What Paul really means by “weaker,” Brock claims, is those who are held in less honor. According to Paul, gifts of the Spirit flow through all members of the body, not just the esteemed ones. We can only see the gifts of those people whom society considers weak, Brock argues, “when the codes of social superiority and inferiority learned in the world are revealed as false social constructions.” And tearing down those social constructions begins with an openness to wonder.
Brock grounds his theological case for wonder in Franz Rosenzweig’s understanding of health. Some readers may question, as I did, what it means to import a theological concept from a Jewish framework into an argument that is relentlessly Christological. Brock doesn’t seem worried about such questions. His main concern is to transform Christian understanding and treatment of people with disabilities, at both individual and congregational levels.

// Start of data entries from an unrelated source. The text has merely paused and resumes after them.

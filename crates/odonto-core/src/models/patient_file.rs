use jiff::civil::Date;
use serde::{Deserialize, Serialize};
use ts_rs::TS;
use uuid::Uuid;

use super::Document;
use crate::s3_keys::Collection;
use crate::validation::{self, ValidationError, blank_to_none};

/// Metadata for a document uploaded to a patient's record. The bytes live
/// at `s3_key`.
#[derive(Debug, Clone, Serialize, Deserialize, TS)]
#[ts(export)]
pub struct PatientFile {
    pub patient_id: Uuid,
    pub category: FileCategory,
    pub file_name: String,
    pub content_type: Option<String>,
    pub description: Option<String>,
    #[serde(default)]
    pub s3_key: String,
    pub size_bytes: Option<i64>,
}

#[derive(Debug, Clone, Copy, PartialEq, Eq, Serialize, Deserialize, TS)]
#[serde(rename_all = "snake_case")]
#[ts(export)]
pub enum FileCategory {
    XRay,
    BloodTest,
    Other,
}

impl Document for PatientFile {
    const COLLECTION: Collection = Collection::PatientFiles;

    fn prepare(&mut self, _today: Date) -> Result<(), ValidationError> {
        self.file_name = self.file_name.trim().to_string();
        validation::required("file_name", &self.file_name)?;
        self.description = blank_to_none(self.description.take());
        self.content_type = blank_to_none(self.content_type.take());
        Ok(())
    }
}
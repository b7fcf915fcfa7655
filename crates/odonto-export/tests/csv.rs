use std::collections::HashMap;

use jiff::Timestamp;
use jiff::civil::date;
use uuid::Uuid;

use odonto_core::installments::PaymentMethod;
use odonto_core::models::Record;
use odonto_core::models::appointment::{Appointment, AppointmentStatus};
use odonto_core::models::installment::{Installment, InstallmentStatus};
use odonto_core::reports::ProcedureCount;
use odonto_export::csv::{
    CsvWriter, ExportKind, appointments_csv, escape_field, procedure_counts_csv, revenue_csv,
};

#[test]
fn fields_are_quoted_only_when_needed() {
    assert_eq!(escape_field("Limpeza"), "Limpeza");
    assert_eq!(escape_field("Canal, molar"), "\"Canal, molar\"");
    assert_eq!(escape_field("dente \"16\""), "\"dente \"\"16\"\"\"");
    assert_eq!(escape_field("linha 1\nlinha 2"), "\"linha 1\nlinha 2\"");
}

#[test]
fn rows_are_padded_to_header_width() {
    let mut csv = CsvWriter::new(&["a", "b", "c"]);
    csv.row(["1"]);
    assert_eq!(csv.finish(), "a,b,c\n1,,\n");
}

#[test]
fn export_kinds_parse_from_slugs() {
    assert_eq!(ExportKind::from_slug("revenue"), Some(ExportKind::Revenue));
    assert_eq!(ExportKind::from_slug("procedures").map(ExportKind::slug), Some("procedures"));
    assert_eq!(ExportKind::from_slug("patients"), None);
}

#[test]
fn revenue_export_lists_paid_installments_by_payment_date() {
    let patient = Uuid::from_u128(7);
    let paid = |number: u32, day: i8, amount: f64| {
        Record::new(
            Uuid::from_u128(1),
            Installment {
                plan_id: Uuid::from_u128(2),
                patient_id: patient,
                number,
                amount,
                due_date: date(2025, 3, 1),
                paid_date: Some(date(2025, 3, day)),
                status: InstallmentStatus::Paid,
                method: Some(PaymentMethod::Card),
                notes: None,
            },
            Timestamp::UNIX_EPOCH,
        )
    };
    let late = paid(2, 20, 99.9);
    let early = paid(1, 5, 150.0);
    let names = HashMap::from([(patient, "Silva, Ana".to_string())]);

    let csv = revenue_csv(&[&late, &early], &names);
    assert_eq!(
        csv,
        "data_pagamento,paciente,parcela,vencimento,forma_pagamento,valor\n\
         2025-03-05,\"Silva, Ana\",1,2025-03-01,Cartão de crédito,150.00\n\
         2025-03-20,\"Silva, Ana\",2,2025-03-01,Cartão de crédito,99.90\n"
    );
}

#[test]
fn appointment_export_includes_end_time_and_status() {
    let appointment = Record::new(
        Uuid::from_u128(1),
        Appointment {
            patient_id: Uuid::from_u128(7),
            dentist_id: None,
            starts_at: date(2025, 3, 5).at(9, 30, 0, 0),
            duration_minutes: 45,
            procedure: Some("Avaliação".to_string()),
            status: AppointmentStatus::Done,
            notes: None,
        },
        Timestamp::UNIX_EPOCH,
    );
    let csv = appointments_csv(&[appointment], &HashMap::new(), &HashMap::new());
    let lines: Vec<&str> = csv.lines().collect();
    assert_eq!(lines[1], "2025-03-05,09:30,10:15,,,Avaliação,Realizado");
}

#[test]
fn procedure_counts_export() {
    let counts = vec![ProcedureCount {
        procedure: "Limpeza".to_string(),
        count: 3,
    }];
    assert_eq!(procedure_counts_csv(&counts), "procedimento,quantidade\nLimpeza,3\n");
}
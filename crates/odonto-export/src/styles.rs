use serde::{Deserialize, Serialize};

/// Fonts and sizes for DOCX output.
#[derive(Debug, Clone, Serialize, Deserialize)]
pub struct DocumentStyles {
    pub body_font: String,
    pub heading_font: String,
    /// Points.
    pub body_size: usize,
    /// Document title (`# `), points.
    pub title_size: usize,
    /// Section headings (`## `), points.
    pub section_size: usize,
}

impl Default for DocumentStyles {
    fn default() -> Self {
        Self {
            body_font: "Calibri".to_string(),
            heading_font: "Calibri".to_string(),
            body_size: 11,
            title_size: 16,
            section_size: 13,
        }
    }
}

Wondrously Wounded is also no respecter of disciplinary boundaries. Brock traverses fluidly between scriptural studies, systematic theology, bioethics, and memoir. For example, in one short section he engages in the technicalities of biblical exegesis, quotes Bonhoeffer on ecclesiology, tells a story about Adam, and critiques secular bioethics. The fact that the book is not beholden to any one discipline or genre can be seen as a strength.
But Brock’s aim to be both interdisciplinary and rigorous sometimes causes his considerable passion for his argument to be obscured in the weeds of technical debates with secondary literature. The richness of his overarching argument will be difficult for nonspecialists to perceive. In the end, the readers who benefit from the book are likely to be academics. Yet Brock’s argument is for the church, so it is unfortunate that this wondrous book is wounded by its own complexity.
I am also curious about how lament fits into Brock’s picture of wonder. Is there any way that parents of people with disabilities and others who love them can utilize Brock’s framework of wonder and still cry out to God in frustration for the pains and challenges that disability creates? It’s not clear from Brock’s argument what role lament might play.
Still, this book is a wonder. Filled with insight, passion, and love, it calls us to open our eyes and find God at work through the Holy Spirit in each member of Christ’s body.